The office was cold. Blader wished he had his jacket with him, anything to drape over his shoulders and hug close around himself. Every time he was forced to sit in the principal's office, it felt like the cold of Niflheim had been breathed into it, just for him.
Hunching his shoulders and crossing his arms over his chest, Blader sighed dejectedly. No matter what punishment the principal imposed on him, no matter how painful it was when his mother begged him to do better, he always seemed to end up back in this hell of an office. It was all so...inevitable.
Blader hated that word. He hated it with every fiber of his being – but there was nothing he could do about it.
He wasn't even a bad kid. He didn't purposefully do things to get himself in detention or suspended. They just seemed to happen around him and he just got caught up in the aftermath.
But that wasn't any sort of excuse.
"Blader Thrym," the secretary called, looking up from her screen. "Principal Sigrif will see you now."
Reluctantly, Blader stood and marched towards the principal's door. Just before he would have walked into it, the secretary palmed the access button and the door flickered, becoming transparent and insubstantial just long enough for him to walk through before growing solid and opaque again.
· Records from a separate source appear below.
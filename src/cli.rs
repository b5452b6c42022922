use clap::{Parser, Subcommand, ValueEnum};
use std::path::PathBuf;

use crate::image_check::TransparencyPolicy;

#[derive(Debug, Clone, Copy, ValueEnum, PartialEq, Eq)]
pub enum TransparencyMode {
    /// Count pixels whose alpha is exactly 0
    #[value(name = "fully-transparent")]
    FullyTransparent,
    /// Count pixels whose alpha is below full opacity
    #[value(name = "below-opaque")]
    BelowOpaque,
}

impl From<TransparencyMode> for TransparencyPolicy {
    fn from(mode: TransparencyMode) -> Self {
        match mode {
            TransparencyMode::FullyTransparent => TransparencyPolicy::FullyTransparent,
            TransparencyMode::BelowOpaque => TransparencyPolicy::BelowOpaque,
        }
    }
}

#[derive(Parser, Debug)]
#[command(
    name = "image-checker",
    version,
    about = "Checks portrait and ID-photo uploads against fixed format, size and transparency rules",
    long_about = "
Image Checker

Validates that an uploaded photo is a PNG with the exact pixel size of its category,
an RGBA color mode and a transparent background, before it is accepted for
portrait (生活照) or ID-photo (证件照) submission.

Categories:
  portrait (生活照)   900×1200 PNG, RGBA, transparent background
  id-photo (证件照)   400×400 PNG, RGBA, transparent background

Example Usage:
  # Run the HTTP service on the default port (8000)
  image-checker serve

  # Custom port, 20 MiB upload limit, settings from a config file
  image-checker --config checker.json serve --port 9000 --max-upload-mb 20

  # Check a local file and print a table
  image-checker check -i photo.png -t id-photo

  # Same check, printing the JSON body the HTTP API would return
  image-checker check -i photo.png -t portrait --json

  # Show the rule table
  image-checker rules"
)]
pub struct Args {
    /// JSON config file; command-line flags take precedence over its values
    #[arg(short = 'c', long = "config", value_name = "FILE", global = true)]
    pub config_file: Option<PathBuf>,

    /// Enable verbose (debug) logging
    #[arg(short = 'v', long = "verbose", global = true)]
    pub verbose: bool,

    /// Subcommand to run (defaults to `serve`)
    #[command(subcommand)]
    pub command: Option<Command>,
}

#[derive(Subcommand, Debug)]
pub enum Command {
    /// Run the HTTP service
    Serve(ServeArgs),
    /// Check one local image file
    Check(CheckArgs),
    /// Print the requirements of every category
    Rules,
}

#[derive(clap::Args, Debug, Default, Clone)]
pub struct ServeArgs {
    /// Address to listen on [default: 0.0.0.0]
    #[arg(long = "host", value_name = "HOST")]
    pub host: Option<String>,

    /// Port to listen on [default: 8000]
    #[arg(short = 'p', long = "port", value_name = "PORT")]
    pub port: Option<u16>,

    /// Maximum request body size in MiB [default: 10]
    #[arg(long = "max-upload-mb", value_name = "MB")]
    pub max_upload_mb: Option<usize>,

    /// Number of async worker threads (0 = auto-detect CPU cores)
    #[arg(short = 'j', long = "workers", value_name = "N")]
    pub workers: Option<usize>,

    /// Disable the permissive CORS layer
    #[arg(long = "no-cors")]
    pub no_cors: bool,

    /// Which alpha values count as transparent [default: fully-transparent]
    #[arg(long = "transparency", value_name = "POLICY")]
    pub transparency: Option<TransparencyMode>,
}

#[derive(clap::Args, Debug, Clone)]
pub struct CheckArgs {
    /// Image file to check
    #[arg(short = 'i', long = "image", value_name = "FILE")]
    pub image: PathBuf,

    /// Image category: portrait, id-photo, 生活照 or 证件照
    #[arg(short = 't', long = "type", value_name = "TYPE")]
    pub image_type: String,

    /// Print the JSON response body instead of a table
    #[arg(long = "json")]
    pub json: bool,

    /// Which alpha values count as transparent [default: fully-transparent]
    #[arg(long = "transparency", value_name = "POLICY")]
    pub transparency: Option<TransparencyMode>,
}

#[cfg(test)]
mod tests {
    use super::*;

    #[test]
    fn test_no_subcommand_defaults_to_serve() {
        let args = Args::try_parse_from(["image-checker"]).unwrap();
        assert!(args.command.is_none());
        assert!(!args.verbose);
    }

    #[test]
    fn test_parse_serve() {
        let args = Args::try_parse_from([
            "image-checker",
            "--config",
            "checker.json",
            "serve",
            "-p",
            "9000",
            "--max-upload-mb",
            "20",
            "--no-cors",
            "--transparency",
            "below-opaque",
        ])
        .unwrap();

        assert_eq!(args.config_file, Some(PathBuf::from("checker.json")));
        match args.command {
            Some(Command::Serve(serve)) => {
                assert_eq!(serve.port, Some(9000));
                assert_eq!(serve.max_upload_mb, Some(20));
                assert!(serve.no_cors);
                assert_eq!(serve.transparency, Some(TransparencyMode::BelowOpaque));
                assert!(serve.host.is_none());
            }
            other => panic!("expected serve, got {:?}", other),
        }
    }

    #[test]
    fn test_parse_check() {
        let args =
            Args::try_parse_from(["image-checker", "check", "-i", "a.png", "-t", "证件照", "--json", "-v"])
                .unwrap();
        assert!(args.verbose);
        match args.command {
            Some(Command::Check(check)) => {
                assert_eq!(check.image, PathBuf::from("a.png"));
                assert_eq!(check.image_type, "证件照");
                assert!(check.json);
            }
            other => panic!("expected check, got {:?}", other),
        }
    }

    #[test]
    fn test_check_requires_image_and_type() {
        assert!(Args::try_parse_from(["image-checker", "check", "-t", "portrait"]).is_err());
        assert!(Args::try_parse_from(["image-checker", "check", "-i", "a.png"]).is_err());
    }

    #[test]
    fn test_invalid_transparency_mode() {
        assert!(Args::try_parse_from(["image-checker", "serve", "--transparency", "half"]).is_err());
    }
}
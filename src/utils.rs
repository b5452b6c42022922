use anyhow::Result;
use console::style;
use std::time::Duration;

use crate::server::ServerConfig;

/// Largest accepted upload limit
pub const MAX_UPLOAD_LIMIT_MB: usize = 100;
/// Upper bound for explicit worker counts
pub const MAX_WORKERS: usize = 256;

/// Set up `env_logger`; `RUST_LOG` overrides the default filter
pub fn init_logging(verbose: bool) {
    let default_filter = if verbose { "debug" } else { "info" };
    let _ = env_logger::Builder::from_env(env_logger::Env::default().default_filter_or(default_filter))
        .try_init();
}

/// Print the startup banner
pub fn print_banner() {
    println!("{}", style("Image Checker").bold().blue());
    println!(
        "{}",
        style(format!(
            "Portrait / ID-photo upload validation, v{}",
            env!("CARGO_PKG_VERSION")
        ))
        .dim()
    );
    println!();
}

/// Format duration in a human-readable way
pub fn format_duration(duration: Duration) -> String {
    let total_secs = duration.as_secs();
    let millis = duration.subsec_millis();

    if total_secs >= 60 {
        let mins = total_secs / 60;
        let secs = total_secs % 60;
        format!("{}m {}s", mins, secs)
    } else if total_secs > 0 {
        format!("{}.{:03}s", total_secs, millis)
    } else {
        format!("{}ms", duration.as_millis())
    }
}

/// Format a byte count using binary units
pub fn format_bytes(bytes: usize) -> String {
    const KIB: usize = 1024;
    const MIB: usize = 1024 * KIB;

    if bytes >= MIB {
        format!("{:.1} MiB", bytes as f64 / MIB as f64)
    } else if bytes >= KIB {
        format!("{:.1} KiB", bytes as f64 / KIB as f64)
    } else {
        format!("{} B", bytes)
    }
}

/// Validate the effective server configuration before binding
pub fn validate_server_config(config: &ServerConfig) -> Result<()> {
    if config.host.trim().is_empty() {
        return Err(anyhow::anyhow!("Host must not be empty"));
    }

    if config.port == 0 {
        return Err(anyhow::anyhow!("Port must be between 1 and 65535"));
    }

    let max_bytes = MAX_UPLOAD_LIMIT_MB * 1024 * 1024;
    if config.max_upload_bytes == 0 || config.max_upload_bytes > max_bytes {
        return Err(anyhow::anyhow!(
            "Upload limit must be between 1 and {} MiB, got: {} bytes",
            MAX_UPLOAD_LIMIT_MB,
            config.max_upload_bytes
        ));
    }

    if config.workers > MAX_WORKERS {
        return Err(anyhow::anyhow!(
            "Worker count too high (max {}), got: {}",
            MAX_WORKERS,
            config.workers
        ));
    }

    Ok(())
}

/// Print error message
pub fn error_println(message: &str) {
    eprintln!("{} {}", style("[ERROR]").red().bold(), message);
}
Once on the other side, he stopped.
Principal Sigrif sat behind his massive desk, looking up at Blader with hard eyes. Only two screens floated before the principal today. One he could tell was his file; he'd seen it up before the principal enough times to know what it looked like by heart, even when viewing it from behind. The other screen, however, wasn't one Blader recognized.
"Thrym," Sigrif said, his deep voice lacking the underlying threat it always carried on talking to Blader. "Have a seat."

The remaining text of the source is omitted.